Greetings: Any of the builders care to weight in on the pros and cons?
Much appreciated.
 #146142  by flyingheelhook
 
I'm no builder but recently in doing some upgrades to my Ibanez AR305 I reached out to my local guitar tech who highly recommended the paint over the foil. I wound up painting the pickup cavities and 'tunneling' since I was replacing the pickups. I wasn't replacing any of the existing pots/circuitry and since that cavity was mostly already shielded with foil, I enhanced/refurbished parts of it with the foil. Worked great for me, YMMV.
 #146161  by TI4-1009
 
I have both the copper tape and the shielding paint. I wanted to like the copper (it looks cool...), but I find it really difficult to shape and put into place neatly. Some say you then have to solder the joints to make sure all the pieces are connected electrically. Cut, shape, place, fit, etc. The paint is alot easier- just paint it on. Three coats is usually enough. Pipe cleaners allow you to get the inside of the wire holes.

I've used it on three or four guitars and they are dead quiet. Now they might be quiet without the shielding too, but I'm not going to try that experiment.

Note that on a hollowbody or a semi-hollowbody there is usually no shielding of any kind and they don't seem to have any more noise than our solidbodies. How would you shield inside a hollowbody? I just got an Epi Casino with P90s and there's no noise unless I hold it within 2 feet of my amp.
 #146180  by mgbills
 
Leo also recommended some really fancy shielding paint recently. Check posts under Scarletfire.

Paint is way easier. My early builds I did both…because I'm OCD.
 #146193  by zambiland
 
TI4-1009 wrote:I have both the copper tape and the shielding paint. I wanted to like the copper (it looks cool...), but I find it really difficult to shape and put into place neatly. Some say you then have to solder the joints to make sure all the pieces are connected electrically. Cut, shape, place, fit, etc. The paint is alot easier- just paint it on. Three coats is usually enough. Pipe cleaners allow you to get the inside of the wire holes.

I've used it on three or four guitars and they are dead quiet. Now they might be quiet without the shielding too, but I'm not going to try that experiment.

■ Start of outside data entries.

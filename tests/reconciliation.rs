//! Reconciliation and liveness: repeated expiry passes are idempotent, a
//! failed recovery is retried only on request, and a server that stops
//! heartbeating is expired by the liveness task.

use failover::common::MasterConfig;
use failover::master::{Collaborators, InMemoryCluster, Master, ServerName, ServerState};
use failover::procedure::{
    MemoryProcedureLog, NoopInterceptor, ProcId, ProcStatus, StepGate, StepInterceptor,
};
use std::sync::Arc;
use std::time::Duration;

const WAIT: Duration = Duration::from_secs(10);

fn config() -> MasterConfig {
    MasterConfig {
        liveness_interval_ms: 0,
        retry_initial_backoff_ms: 1,
        retry_max_backoff_ms: 10,
        ..Default::default()
    }
}

async fn start(
    config: MasterConfig,
    cluster: &Arc<InMemoryCluster>,
    interceptor: Arc<dyn StepInterceptor>,
) -> Arc<Master> {
    Master::start_with(
        config,
        Collaborators::from_cluster(cluster.clone()),
        Box::new(MemoryProcedureLog::new()),
        interceptor,
    )
    .await
    .unwrap()
}

fn rs(n: u16) -> ServerName {
    ServerName::new(format!("rs{}.example", n), 16020, 1)
}

fn crash_roots(master: &Master) -> usize {
    master
        .procedures()
        .iter()
        .filter(|p| p.procedure == "ServerCrash")
        .count()
}

fn crash_root(master: &Master) -> Option<ProcId> {
    master
        .procedures()
        .iter()
        .find(|p| p.procedure == "ServerCrash" && p.parent.is_none())
        .map(|p| p.id)
}

async fn eventually<F: Fn() -> bool>(check: F) -> bool {
    for _ in 0..500 {
        if check() {
            return true;
        }
        tokio::time::sleep(Duration::from_millis(10)).await;
    }
    check()
}

#[tokio::test(flavor = "multi_thread", worker_threads = 4)]
async fn test_reconcile_is_idempotent() {
    let cluster = Arc::new(InMemoryCluster::new());
    cluster.start_server(&rs(1));
    cluster.start_server(&rs(2));
    cluster.assign(&rs(1), ["t1,a", "t1,b"]);
    cluster.kill(&rs(1));

    let gate = Arc::new(StepGate::new("ServerCrash", "QueryPartitions", Some(rs(1))));
    let master = start(config(), &cluster, gate.clone()).await;
    assert!(gate.wait_reached(WAIT).await);
    let pid = master.crash_procedure_for(&rs(1)).expect("startup expiry");

    assert!(master.reconcile().await.unwrap().is_empty());
    let (a, b) = tokio::join!(master.reconcile(), master.reconcile());
    assert!(a.unwrap().is_empty());
    assert!(b.unwrap().is_empty());
    assert_eq!(crash_roots(&master), 1);
    assert_eq!(master.crash_procedure_for(&rs(1)), Some(pid));

    gate.release();
    assert!(master.wait_procedure(pid, WAIT).await.unwrap().is_success());
    assert!(master.reconcile().await.unwrap().is_empty());
    assert_eq!(crash_roots(&master), 1);
    assert_eq!(cluster.owner_of("t1,a"), Some(rs(2)));

    master.shutdown();
}

#[tokio::test(flavor = "multi_thread", worker_threads = 4)]
async fn test_failed_recovery_is_reclaimed_by_reconcile() {
    let cluster = Arc::new(InMemoryCluster::new());
    cluster.start_server(&rs(1));
    cluster.assign(&rs(1), ["t1,a"]);
    cluster.kill(&rs(1));

    // No live server to take the partition: reassignment gives up.
    let config = MasterConfig {
        max_step_retries: 1,
        ..config()
    };
    let master = start(config, &cluster, Arc::new(NoopInterceptor)).await;
    let first = crash_root(&master).expect("startup expiry");
    let info = master.wait_procedure(first, WAIT).await.unwrap();
    assert_eq!(info.status, ProcStatus::Failed);

    let node = master.server_node(&rs(1)).expect("node kept after failure");
    assert!(node.state.is_crashed_family());
    assert_eq!(node.recovery, None);
    assert_eq!(master.crash_procedure_for(&rs(1)), None);

    cluster.start_server(&rs(2));
    let submitted = master.reconcile().await.unwrap();
    assert_eq!(submitted.len(), 1);
    assert_ne!(submitted[0], first);

    let info = master.wait_procedure(submitted[0], WAIT).await.unwrap();
    assert!(info.is_success(), "{:?}", info);
    assert_eq!(master.query_server_state(&rs(1)), None);
    assert_eq!(cluster.owner_of("t1,a"), Some(rs(2)));

    master.shutdown();
}

#[tokio::test(flavor = "multi_thread", worker_threads = 4)]
async fn test_liveness_expires_dead_server() {
    let cluster = Arc::new(InMemoryCluster::new());
    cluster.start_server(&rs(1));
    cluster.start_server(&rs(2));
    cluster.assign(&rs(1), ["t1,a", "t2,a"]);

    let config = MasterConfig {
        liveness_interval_ms: 20,
        ..config()
    };
    let master = start(config, &cluster, Arc::new(NoopInterceptor)).await;
    assert_eq!(master.query_server_state(&rs(1)), Some(ServerState::Online));
    assert!(master.procedures().is_empty());

    cluster.kill(&rs(1));
    assert!(eventually(|| master.query_server_state(&rs(1)).is_none()).await);
    assert!(cluster.owned_by(&rs(1)).is_empty());
    assert!(eventually(|| cluster.terminated().contains(&rs(1))).await);

    // Later ticks find nothing left to expire.
    tokio::time::sleep(Duration::from_millis(100)).await;
    assert_eq!(crash_roots(&master), 1);
    assert_eq!(master.query_server_state(&rs(2)), Some(ServerState::Online));

    master.shutdown();
}

#[tokio::test(flavor = "multi_thread", worker_threads = 4)]
async fn test_liveness_leaves_failed_recovery_alone() {
    let cluster = Arc::new(InMemoryCluster::new());
    cluster.start_server(&rs(1));
    cluster.assign(&rs(1), ["t1,a"]);
    cluster.kill(&rs(1));

    let config = MasterConfig {
        liveness_interval_ms: 20,
        max_step_retries: 1,
        ..config()
    };
    let master = start(config, &cluster, Arc::new(NoopInterceptor)).await;
    let first = crash_root(&master).expect("startup expiry");
    let info = master.wait_procedure(first, WAIT).await.unwrap();
    assert_eq!(info.status, ProcStatus::Failed);

    tokio::time::sleep(Duration::from_millis(150)).await;
    assert_eq!(crash_roots(&master), 1);
    assert_eq!(master.server_node(&rs(1)).unwrap().recovery, None);

    master.shutdown();
}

Note that on a hollowbody or a semi-hollowbody there is usually no shielding of any kind and they don't seem to have any more noise than our solidbodies. How would you shield inside a hollowbody? I just got an Epi Casino with P90s and there's no noise unless I hold it within 2 feet of my amp.
Most hollow bodies use shielded wire, so they don't need the shielding paint. I'm still trying to figure out the best way to shield my Starfire now that it has Series II electronics, which are susceptible to noise. One technique Alembic used back in the day was to build a copper box to go inside the instrument.